A common error message would be the "reverse mapping" message:
Feb 15 17:41:58 ams01 sshd[1516]: reverse mapping checking getaddrinfo for user.145.126.222.zhong-ren.net [222.126.145.202] failed - POSSIBLE BREAK-IN ATTEMPT!Another variant is that the reverse DNS lookup doesn't match the forward DNS:
Feb 19 00:55:28 ams01 sshd[32031]: Address 212.156.126.210 maps to 212.156.126.210.static.turktelekom.com.tr, but this does not map back to the address - POSSIBLE BREAK-IN ATTEMPT!Or the log file contains a long chain of error messages where someone is trying to log on with a single user, using a vast array of passwords:
Feb 22 12:01:24 ams01 sshd[77812]: error: PAM: authentication error for root from 60.54.248.46 Feb 22 12:01:27 ams01 sshd[77815]: error: PAM: authentication error for root from 60.54.248.46 Feb 22 12:01:31 ams01 sshd[77818]: error: PAM: authentication error for root from 60.54.248.46And in another scenario, the log file could contain a single IP that is trying to log on with a variety of usernames and passwords:
Feb 23 13:53:01 ams01 sshd[473]: Invalid user db2inst1 from 222.174.35.3 Feb 23 13:53:10 ams01 sshd[477]: Invalid user prueba from 222.174.35.3 Feb 23 13:53:19 ams01 sshd[481]: Invalid user postgres from 222.174.35.3
There are many variants of brute force hacking, and they can be annoying as hell; especially if your server sends you a daily security report containing all the log file entries. I don't know about you, but seeing all those hacking attempts makes me nervous... what if one of them succeeds ? Given enough time, one of them has to come up with my username/password combination... I don't like that idea at all! Fortunately, there are things like bruteblock. Bruteblock is a little program that does just that: it blocks brute force hacking attempts (Yay! ).

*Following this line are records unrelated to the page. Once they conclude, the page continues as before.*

//! What the overlay draws for a given drag state, independent of the toolkit.

use crate::geometry::LocalRect;
use crate::selection::Drag;

/// Alpha of the black tint over the unselected area (about 47%).
pub const TINT_ALPHA: u8 = 120;
/// Alpha of the box behind the dimension label.
pub const LABEL_BG_ALPHA: u8 = 170;
/// Deep sky blue.
pub const BORDER_RGB: (u8, u8, u8) = (0, 191, 255);
pub const BORDER_WIDTH: f64 = 2.0;

/// Gap between the selection's top edge and the label box.
pub const LABEL_MARGIN: f64 = 6.0;
const LABEL_PAD_X: f64 = 5.0;
const LABEL_PAD_Y: f64 = 3.0;

#[derive(Debug, Clone, Copy, PartialEq)]
pub enum Tint {
    /// Dim the whole surface.
    Full,
    /// Dim everything except the rectangle (even-odd fill of surface and rect).
    Inverted(LocalRect),
}

#[derive(Debug, Clone, Copy, PartialEq)]
pub struct LabelBox {
    pub x: f64,
    pub y: f64,
    pub width: f64,
    pub height: f64,
}

#[derive(Debug, Clone, PartialEq)]
pub struct Label {
    pub text: String,
    pub frame: LabelBox,
    /// Top-left of the text inside `frame`.
    pub text_origin: (f64, f64),
}

#[derive(Debug, Clone, PartialEq)]
pub struct Scene {
    pub tint: Tint,
    pub border: Option<LocalRect>,
    pub label: Option<Label>,
}

/// Text shown in the dimension label.
pub fn label_text(rect: &LocalRect) -> String {
    format!("{} × {}", rect.width(), rect.height())
}

/// Positions the label box above the rectangle, or just inside its top edge
/// when that would leave the surface.
pub fn place_label(rect: &LocalRect, text_size: (f64, f64)) -> LabelBox {
    let (tw, th) = text_size;
    let x = f64::from(rect.left());
    let mut y = f64::from(rect.top()) - th - LABEL_MARGIN;
    if y < 0.0 {
        y = f64::from(rect.top()) + LABEL_MARGIN;
    }
    LabelBox {
        x,
        y,
        width: tw + 2.0 * LABEL_PAD_X,
        height: th + 2.0 * LABEL_PAD_Y,
    }
}

impl Scene {
    /// `measure` returns the rendered size of the label text; it is only
    /// called when a label will be shown.
    pub fn build<F>(drag: &Drag, show_label: bool, measure: F) -> Scene
    where
        F: FnOnce(&str) -> (f64, f64),
    {
        let Some(rect) = drag.rect() else {
            return Scene {
                tint: Tint::Full,
                border: None,
                label: None,
            };
        };

        let label = show_label.then(|| {
            let text = label_text(&rect);
            let frame = place_label(&rect, measure(&text));
            Label {
                text_origin: (frame.x + LABEL_PAD_X, frame.y + LABEL_PAD_Y),
                text,
                frame,
            }
        });

        Scene {
            tint: Tint::Inverted(rect),
            border: Some(rect),
            label,
        }
    }
}

#[cfg(test)]
mod tests {
    use super::*;
    use crate::geometry::LocalPoint;
    use crate::selection::Button;

    fn rect(l: i32, t: i32, r: i32, b: i32) -> LocalRect {
        LocalRect::from_points(LocalPoint::new(l, t), LocalPoint::new(r, b))
    }

    fn dragging(from: (i32, i32), to: (i32, i32)) -> Drag {
        let mut d = Drag::default();
        d.press(Button::Primary, LocalPoint::new(from.0, from.1));
        d.motion(LocalPoint::new(to.0, to.1));
        d
    }

    #[test]
    fn idle_dims_everything() {
        let scene = Scene::build(&Drag::Idle, true, |_| panic!("no label when idle"));
        assert_eq!(scene.tint, Tint::Full);
        assert_eq!(scene.border, None);
        assert_eq!(scene.label, None);
    }

    #[test]
    fn dragging_inverts_mask_and_outlines_selection() {
        let scene = Scene::build(&dragging((300, 200), (100, 50)), true, |_| (60.0, 14.0));
        let r = rect(100, 50, 300, 200);
        assert_eq!(scene.tint, Tint::Inverted(r));
        assert_eq!(scene.border, Some(r));

        let label = scene.label.unwrap();
        assert_eq!(label.text, "200 × 150");
        assert_eq!(
            label.frame,
            LabelBox {
                x: 100.0,
                y: 50.0 - 14.0 - 6.0,
                width: 70.0,
                height: 20.0
            }
        );
        assert_eq!(label.text_origin, (105.0, 33.0));
    }

    #[test]
    fn label_moves_inside_when_above_would_clip() {
        let frame = place_label(&rect(10, 12, 90, 90), (40.0, 14.0));
        assert_eq!(frame.y, 18.0);

        let frame = place_label(&rect(10, 20, 90, 90), (40.0, 14.0));
        assert_eq!(frame.y, 0.0);
    }

    #[test]
    fn label_can_be_hidden() {
        let scene = Scene::build(&dragging((0, 0), (50, 50)), false, |_| panic!("not measured"));
        assert!(scene.label.is_none());
        assert!(scene.border.is_some());
    }

    #[test]
    fn finished_drag_draws_plain_tint() {
        let mut d = dragging((0, 0), (50, 50));
        d.escape();
        let scene = Scene::build(&d, true, |_| (1.0, 1.0));
        assert_eq!(scene.tint, Tint::Full);
    }
}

The way it works is pretty simple: it reads the log entry, checks it against some regular expressions and if it registers X amount of matches within Y seconds, it adds a table to the firewall to block that IP address. Of course this could lead to some problems, because some ISP's have dynamic IP address allocations, so you could be blocking half a country after a while. Bruteblock solves this by adding a timestamp to the firewall table. A small daemon that runs in the background monitors the firewall table, and after an X amount of time removes the blockade.
The first step is to tell your logging facility that it needs to pipe the authentication messages to bruteblock. This is easily done by adding a single line to /etc/syslog.conf:
auth.info;authpriv.info |exec /usr/local/sbin/bruteblock -f /usr/local/etc/bruteblock/ssh.confWe don't want to restart the syslog daemon just yet, because we still have to determine what bruteblock should check and how it should handle matches against the regular expressions. /usr/local/etc/bruteblock/ssh.conf contains some pre-fabricated regular expressions for common sshd authentication failures. To get rid of even more log file spam and brute force attempts we will add an additional two regular expressions:
regexp4 = sshd.*reverse mapping checking getaddrinfo for \S+ \[(\d{1,3}\.\d{1,3}\.\d{1,3}\.\d{1,3})\] failed - POSSIBLE BREAK-IN ATTEMPT!
regexp5 = sshd.*Address (\d{1,3}\.\d{1,3}\.\d{1,3}\.\d{1,3}) maps to \S+, but this does not map back to the address - POSSIBLE BREAK-IN ATTEMPT!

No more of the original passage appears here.